British History 2:
From the French Revolution to World War II
Topic: "Majesties and Royal Highnesses"
by Laura Cenicola & Mareike Aumann
- The poem 'England in 1918' is written in form of a sonnet. It consists of fourteen lines written in iambic pentarmeter. The sonnet does not follow the traditional Petrarchan set up, where the first eight lines and the final six lines are devided. The first six lines deal with the rulers of Great Britain and the last eight lines with everyone else. In fact the sonnet is turned upside down. The rhyming pattern does not fit to what one might expect from a traditional 19th century sonnet either. For a traditional Petrarchan sonnet the rhyme sceme for the octet would be abbaabba, the sextet could either be cdecde, cdcdcd or cdcdee. Shelley's sonnet mixes the octet and sextet styles.

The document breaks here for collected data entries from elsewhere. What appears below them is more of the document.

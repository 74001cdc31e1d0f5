//! HTTP and WebSocket handlers.

use crate::relay::{Relay, Subscription};
use axum::{
    extract::{
        Query, State,
        ws::{Message, WebSocket, WebSocketUpgrade},
    },
    response::IntoResponse,
};
use futures_util::{SinkExt, StreamExt, stream::SplitSink};
use serde::Deserialize;
use std::sync::Arc;
use tracing::{debug, info, warn};
use trackink_core::{DEFAULT_CHANNEL, WireMessage};
use uuid::Uuid;

/// Query string accepted by `/ws`.
#[derive(Debug, Default, Deserialize)]
pub struct WsParams {
    pub channel: Option<String>,
}

impl WsParams {
    pub fn channel(&self) -> String {
        self.channel
            .as_deref()
            .map(str::trim)
            .filter(|c| !c.is_empty())
            .unwrap_or(DEFAULT_CHANNEL)
            .to_string()
    }
}

/// Index page
pub async fn index() -> &'static str {
    "trackink relay server - connect via WebSocket at /ws?channel=<name>"
}

/// Health check
pub async fn health() -> &'static str {
    "ok"
}

/// WebSocket upgrade handler
pub async fn ws_handler(
    ws: WebSocketUpgrade,
    Query(params): Query<WsParams>,
    State(relay): State<Arc<Relay>>,
) -> impl IntoResponse {
    let channel = params.channel();
    ws.on_upgrade(move |socket| handle_socket(socket, relay, channel))
}

/// Serve one peer until its socket closes.
async fn handle_socket(socket: WebSocket, relay: Arc<Relay>, channel: String) {
    let peer_id = Uuid::new_v4().to_string();
    info!("New connection: {}", peer_id);

    let (mut sender, mut receiver) = socket.split();
    let mut subscription = relay.join(&channel, &peer_id);

    let joined = WireMessage::Joined {
        channel: channel.clone(),
        peer_count: relay.peer_count(&channel),
    };
    let announced = send_frame(&mut sender, &joined).await;
    if announced {
        relay.publish(
            &channel,
            &peer_id,
            WireMessage::PeerJoined {
                peer_id: peer_id.clone(),
            },
        );

        loop {
            tokio::select! {
                incoming = receiver.next() => {
                    match incoming {
                        Some(Ok(Message::Text(text))) => {
                            if let Some(reply) = route_frame(&relay, &channel, &peer_id, text.as_str()) {
                                if !send_frame(&mut sender, &reply).await {
                                    break;
                                }
                            }
                        }
                        Some(Ok(Message::Binary(_))) => {
                            warn!("Binary frame from {} ignored", peer_id);
                        }
                        Some(Ok(Message::Close(_))) | None => break,
                        Some(Ok(_)) => {} // ping/pong
                        Some(Err(e)) => {
                            warn!("WebSocket error for {}: {}", peer_id, e);
                            break;
                        }
                    }
                }

                outgoing = subscription.recv() => {
                    match outgoing {
                        Some(message) => {
                            if !send_frame(&mut sender, &message).await {
                                break;
                            }
                        }
                        None => break,
                    }
                }
            }
        }
    }

    depart(&relay, subscription, announced);
    info!("Connection closed: {}", peer_id);
}

/// Leave the channel. Others hear `peer-left` only if they heard
/// `peer-joined` for this peer.
fn depart(relay: &Relay, subscription: Subscription, announced: bool) {
    let channel = subscription.channel().to_string();
    let peer_id = subscription.peer_id().to_string();
    relay.leave(subscription);
    if announced {
        relay.publish(
            &channel,
            &peer_id,
            WireMessage::PeerLeft {
                peer_id: peer_id.clone(),
            },
        );
    } else {
        debug!("Peer {} left before its join was announced", peer_id);
    }
}

/// Decide what to do with one text frame from a peer.
///
/// Peer traffic is fanned out. Anything else earns the sender an error
/// frame; the connection stays open.
fn route_frame(relay: &Relay, channel: &str, peer_id: &str, text: &str) -> Option<WireMessage> {
    match WireMessage::from_json(text) {
        Ok(message) if message.is_peer_traffic() => {
            relay.publish(channel, peer_id, message);
            None
        }
        Ok(message) => {
            warn!(
                "Peer {} sent relay-only frame {}",
                peer_id,
                message.event_name()
            );
            Some(WireMessage::Error {
                message: format!("{} frames are sent by the relay only", message.event_name()),
            })
        }
        Err(e) => {
            warn!("Invalid message from {}: {}", peer_id, e);
            Some(WireMessage::Error {
                message: format!("Invalid message: {}", e),
            })
        }
    }
}

/// Returns `false` when the socket is gone.
async fn send_frame(sender: &mut SplitSink<WebSocket, Message>, message: &WireMessage) -> bool {
    let json = match message.to_json() {
        Ok(json) => json,
        Err(e) => {
            warn!("Failed to encode {}: {}", message.event_name(), e);
            return true;
        }
    };
    debug!("Sending {}", message.event_name());
    sender.send(Message::Text(json.into())).await.is_ok()
}

#[cfg(test)]
mod tests {
    use super::*;

    #[test]
    fn test_default_channel() {
        assert_eq!(WsParams::default().channel(), "board");
        let blank = WsParams {
            channel: Some("  ".to_string()),
        };
        assert_eq!(blank.channel(), "board");
        let named = WsParams {
            channel: Some("lab".to_string()),
        };
        assert_eq!(named.channel(), "lab");
    }

    #[test]
    fn test_route_frame() {
        let relay = Relay::default();
        let _a = relay.join("board", "a");
        let mut b = relay.join("board", "b");

        let undo = r#"{"event":"board-command","data":{"action":"undo"}}"#;
        assert!(route_frame(&relay, "board", "a", undo).is_none());
        assert!(b.try_recv().is_some());

        let spoofed = r#"{"event":"peer-left","data":{"peerId":"b"}}"#;
        assert!(matches!(
            route_frame(&relay, "board", "a", spoofed),
            Some(WireMessage::Error { .. })
        ));
        assert!(b.try_recv().is_none());

        assert!(matches!(
            route_frame(&relay, "board", "a", "{oops"),
            Some(WireMessage::Error { .. })
        ));
    }

    #[test]
    fn test_unannounced_peer_leaves_silently() {
        let relay = Relay::default();
        let mut watcher = relay.join("board", "w");

        let quiet = relay.join("board", "q");
        depart(&relay, quiet, false);
        assert!(watcher.try_recv().is_none());
        assert_eq!(relay.peer_count("board"), 1);

        let loud = relay.join("board", "l");
        depart(&relay, loud, true);
        assert!(matches!(
            watcher.try_recv(),
            Some(WireMessage::PeerLeft { peer_id }) if peer_id == "l"
        ));
    }
}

- The sonnet conveys a rather dark picture of England. The country is in bad condition and there are huge errors in the social fabric. England's structure is as out of order, as is the structure of the poem. The Royal Family, especially the king who should take care of his people can´t do so because he is 'old, mad, blind and dying'.The princes are, who could help, are 'clinging like leeches' to their country, sucking out all its blood, not caring for the people either. The population is in really bad condition, being 'starved and stabbed', oppressed, hungry and hopeless, left to themselves. Even the army does not protect the people, instead it turns against them and therefore is a threat to liberty. Laws have become useless, religion has lost all its moral, and Parliament is the 'time's worst statute unrepealed'.
- The sonnet refers to king George III and is related to him surrendering to madness in November 1810.

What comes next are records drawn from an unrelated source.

//! Command-line arguments.

use clap::{Parser, ValueEnum};
use std::time::Duration;
use trackink_core::{CommandAction, DEFAULT_CHANNEL, HexColor, Tool, ToolSettings};

/// Which end of the whiteboard this process plays.
#[derive(Debug, Clone, Copy, PartialEq, Eq, ValueEnum)]
pub enum Role {
    /// Emit pointer events and commands.
    Controller,
    /// Receive events and render committed paths.
    Surface,
}

/// trackink peer
#[derive(Debug, Clone, Parser)]
#[command(name = "trackink-peer", version, about)]
pub struct PeerArgs {
    /// Relay origin or full /ws URL
    #[arg(long, env = "TRACKINK_SERVER", default_value = "ws://127.0.0.1:3030")]
    pub server: String,

    /// Channel to join
    #[arg(long, default_value = DEFAULT_CHANNEL)]
    pub channel: String,

    #[arg(long, value_enum, default_value_t = Role::Surface)]
    pub role: Role,

    /// Token presented to the auth guard
    #[arg(long, env = "TRACKINK_TOKEN")]
    pub token: Option<String>,

    /// Token the auth guard expects; when unset every peer is allowed
    #[arg(long, env = "TRACKINK_EXPECTED_TOKEN")]
    pub expected_token: Option<String>,

    /// Canvas or input surface width in pixels
    #[arg(long, default_value_t = 800.0)]
    pub width: f64,

    /// Canvas or input surface height in pixels
    #[arg(long, default_value_t = 500.0)]
    pub height: f64,

    /// Surface role: delay before the canvas is attached
    #[arg(long, default_value_t = 0)]
    pub ready_after_ms: u64,

    /// Controller role: command to send after connecting
    #[arg(long)]
    pub command: Option<CommandAction>,

    /// Controller role: send the diagonal test stroke
    #[arg(long)]
    pub test_stroke: bool,

    /// Controller role: read drawing commands from stdin
    #[arg(long)]
    pub interactive: bool,

    /// Draw with the eraser
    #[arg(long)]
    pub eraser: bool,

    #[arg(long, default_value = "#000000")]
    pub color: HexColor,

    #[arg(long, default_value_t = 2.0)]
    pub stroke_width: f64,
}

impl PeerArgs {
    pub fn tool_settings(&self) -> ToolSettings {
        let tool = if self.eraser { Tool::Eraser } else { Tool::Pen };
        ToolSettings::new(tool, self.color, self.stroke_width)
    }

    pub fn ready_after(&self) -> Duration {
        Duration::from_millis(self.ready_after_ms)
    }
}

- Who or what the 'glorious phantom' might be is not explicitly mentioned. It could possibly be related to the liberty that was won in France, due to the French Revolution.
- The author obviously feels bad about the horrible conditions his country suffers from. He is upset and frustrated, which becomes obvious by of furious and violent metaphors. For example he compares the princes to 'leeches' that suck the blood out of their country and its people. The English people are 'starv'd and stabb'd' and the army is a 'two-edg'd sword'.
- Shelley was strongly opposed to political power. He was a passionate advocate for liberty, which this sonnet expresses well. Due to his committment of politics he wrote a series of angry political poems, criticizing the arrogance of those who had the power in Britain. Though Shelley was a romantic poet he was concerned with the real world as well.